**Directions for this task:** Give the listing again, word for word.

BEGIN Dataset entries

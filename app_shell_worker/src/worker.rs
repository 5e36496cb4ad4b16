use std::rc::Rc;

use app_shell_model::{PrecacheEntry, WorkerMessage, APP_SHELL_PAGE};
use async_trait::async_trait;
use log::{error, info, warn};
use url::Url;

use crate::cache::CacheStorage;
use crate::fetch::{Network, Request};
use crate::precache::{InstallReport, Precache};
use crate::routing::{is_app_shell_navigation, is_same_origin_image, Router};
use crate::strategies::{Handled, Handler, StaleWhileRevalidate};
use crate::Result;

pub const IMAGE_CACHE: &str = "images";
pub const MAX_IMAGE_ENTRIES: usize = 50;

#[derive(Debug, Clone, PartialEq, Eq)]
pub struct WorkerConfig {
    pub public_url: String,
    pub image_cache: String,
    pub max_image_entries: usize,
}

impl Default for WorkerConfig {
    fn default() -> Self {
        WorkerConfig {
            public_url: String::new(),
            image_cache: IMAGE_CACHE.to_string(),
            max_image_entries: MAX_IMAGE_ENTRIES,
        }
    }
}

impl WorkerConfig {
    pub fn from_build_env() -> Self {
        WorkerConfig {
            public_url: option_env!("PUBLIC_URL")
                .unwrap_or("")
                .trim_end_matches('/')
                .to_string(),
            ..WorkerConfig::default()
        }
    }

    pub fn app_shell_url(&self) -> String {
        format!("{}/{APP_SHELL_PAGE}", self.public_url)
    }
}

/// What the worker can ask of its own global scope.
#[async_trait(?Send)]
pub trait WorkerScope {
    /// Activate this worker now, even while an older one controls pages.
    async fn skip_waiting(&self) -> Result<()>;
    /// Take control of every open page in scope without a reload.
    async fn claim_clients(&self) -> Result<()>;
}

pub struct ShellWorker<S, N> {
    precache: Rc<Precache<S, N>>,
    router: Router,
}

impl<S, N> ShellWorker<S, N>
where
    S: CacheStorage + 'static,
    N: Network + 'static,
{
    pub fn new(
        scope: &Url,
        storage: Rc<S>,
        network: Rc<N>,
        manifest: &[PrecacheEntry],
        config: &WorkerConfig,
    ) -> Result<Self> {
        let precache = Rc::new(Precache::new(
            storage.clone(),
            network.clone(),
            scope,
            manifest,
        )?);
        let mut router = Router::default();

        let lookup = precache.clone();
        router.register(
            "precache",
            move |request| lookup.cache_key_for(&request.url).is_some(),
            precache.clone(),
        );

        match precache.handler_for(&config.app_shell_url()) {
            Ok(shell) => router.register("app-shell", is_app_shell_navigation, Rc::new(shell)),
            Err(err) => warn!("{err}, navigations will not fall back to the app shell"),
        }

        let origin = scope.origin();
        let images = StaleWhileRevalidate::new(storage, network, &config.image_cache)
            .with_max_entries(config.max_image_entries);
        router.register(
            "images",
            move |request| is_same_origin_image(request, &origin),
            Rc::new(images),
        );

        Ok(ShellWorker { precache, router })
    }

    pub fn router(&self) -> &Router {
        &self.router
    }

    pub async fn on_install(&self) -> Result<InstallReport> {
        self.precache.install().await
    }

    /// Cleans up outdated precache entries and takes control of open pages.
    /// Pages are claimed even when the cleanup fails.
    pub async fn on_activate(&self, scope: &impl WorkerScope) -> Result<()> {
        let cleanup = self.precache.activate().await;
        if let Err(err) = &cleanup {
            error!("Failed to remove outdated precache entries: {err}");
        }
        let claimed = scope.claim_clients().await;
        cleanup?;
        claimed
    }

    pub fn route(&self, request: &Request) -> Option<Rc<dyn Handler>> {
        self.router.find(request)
    }

    pub async fn on_fetch(&self, request: &Request) -> Option<Result<Handled>> {
        self.router.handle(request).await
    }

    /// Returns whether the message was understood.
    pub async fn on_message(
        &self,
        data: &serde_json::Value,
        scope: &impl WorkerScope,
    ) -> Result<bool> {
        match WorkerMessage::from_json(data) {
            Some(WorkerMessage::SkipWaiting) => {
                info!("Skipping the waiting phase on request");
                scope.skip_waiting().await?;
                Ok(true)
            }
            None => Ok(false),
        }
    }
}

END Dataset entries

**Answer for this exercise:**
filename app_shell_worker/src/worker.rs
repository 5e36496cb4ad4b16
use std::rc::Rc;

use app_shell_model::{PrecacheEntry, WorkerMessage, APP_SHELL_PAGE};
use async_trait::async_trait;
use log::{error, info, warn};
use url::Url;

use crate::cache::CacheStorage;
use crate::fetch::{Network, Request};
use crate::precache::{InstallReport, Precache};
use crate::routing::{is_app_shell_navigation, is_same_origin_image, Router};
use crate::strategies::{Handled, Handler, StaleWhileRevalidate};
use crate::Result;

pub const IMAGE_CACHE: &str = "images";
pub const MAX_IMAGE_ENTRIES: usize = 50;

#[derive(Debug, Clone, PartialEq, Eq)]
pub struct WorkerConfig {
    pub public_url: String,
    pub image_cache: String,
    pub max_image_entries: usize,
}

impl Default for WorkerConfig {
    fn default() -> Self {
        WorkerConfig {
            public_url: String::new(),
            image_cache: IMAGE_CACHE.to_string(),
            max_image_entries: MAX_IMAGE_ENTRIES,
        }
    }
}

impl WorkerConfig {
    pub fn from_build_env() -> Self {
        WorkerConfig {
            public_url: option_env!("PUBLIC_URL")
                .unwrap_or("")
                .trim_end_matches('/')
                .to_string(),
            ..WorkerConfig::default()
        }
    }

    pub fn app_shell_url(&self) -> String {
        format!("{}/{APP_SHELL_PAGE}", self.public_url)
    }
}

/// What the worker can ask of its own global scope.
#[async_trait(?Send)]
pub trait WorkerScope {
    /// Activate this worker now, even while an older one controls pages.
    async fn skip_waiting(&self) -> Result<()>;
    /// Take control of every open page in scope without a reload.
    async fn claim_clients(&self) -> Result<()>;
}

pub struct ShellWorker<S, N> {
    precache: Rc<Precache<S, N>>,
    router: Router,
}

impl<S, N> ShellWorker<S, N>
where
    S: CacheStorage + 'static,
    N: Network + 'static,
{
    pub fn new(
        scope: &Url,
        storage: Rc<S>,
        network: Rc<N>,
        manifest: &[PrecacheEntry],
        config: &WorkerConfig,
    ) -> Result<Self> {
        let precache = Rc::new(Precache::new(
            storage.clone(),
            network.clone(),
            scope,
            manifest,
        )?);
        let mut router = Router::default();

        let lookup = precache.clone();
        router.register(
            "precache",
            move |request| lookup.cache_key_for(&request.url).is_some(),
            precache.clone(),
        );

        match precache.handler_for(&config.app_shell_url()) {
            Ok(shell) => router.register("app-shell", is_app_shell_navigation, Rc::new(shell)),
            Err(err) => warn!("{err}, navigations will not fall back to the app shell"),
        }

        let origin = scope.origin();
        let images = StaleWhileRevalidate::new(storage, network, &config.image_cache)
            .with_max_entries(config.max_image_entries);
        router.register(
            "images",
            move |request| is_same_origin_image(request, &origin),
            Rc::new(images),
        );

        Ok(ShellWorker { precache, router })
    }

    pub fn router(&self) -> &Router {
        &self.router
    }

    pub async fn on_install(&self) -> Result<InstallReport> {
        self.precache.install().await
    }

    /// Cleans up outdated precache entries and takes control of open pages.
    /// Pages are claimed even when the cleanup fails.
    pub async fn on_activate(&self, scope: &impl WorkerScope) -> Result<()> {
        let cleanup = self.precache.activate().await;
        if let Err(err) = &cleanup {
            error!("Failed to remove outdated precache entries: {err}");
        }
        let claimed = scope.claim_clients().await;
        cleanup?;
        claimed
    }

    pub fn route(&self, request: &Request) -> Option<Rc<dyn Handler>> {
        self.router.find(request)
    }

    pub async fn on_fetch(&self, request: &Request) -> Option<Result<Handled>> {
        self.router.handle(request).await
    }

    /// Returns whether the message was understood.
    pub async fn on_message(
        &self,
        data: &serde_json::Value,
        scope: &impl WorkerScope,
    ) -> Result<bool> {
        match WorkerMessage::from_json(data) {
            Some(WorkerMessage::SkipWaiting) => {
                info!("Skipping the waiting phase on request");
                scope.skip_waiting().await?;
                Ok(true)
            }
            None => Ok(false),
        }
    }
}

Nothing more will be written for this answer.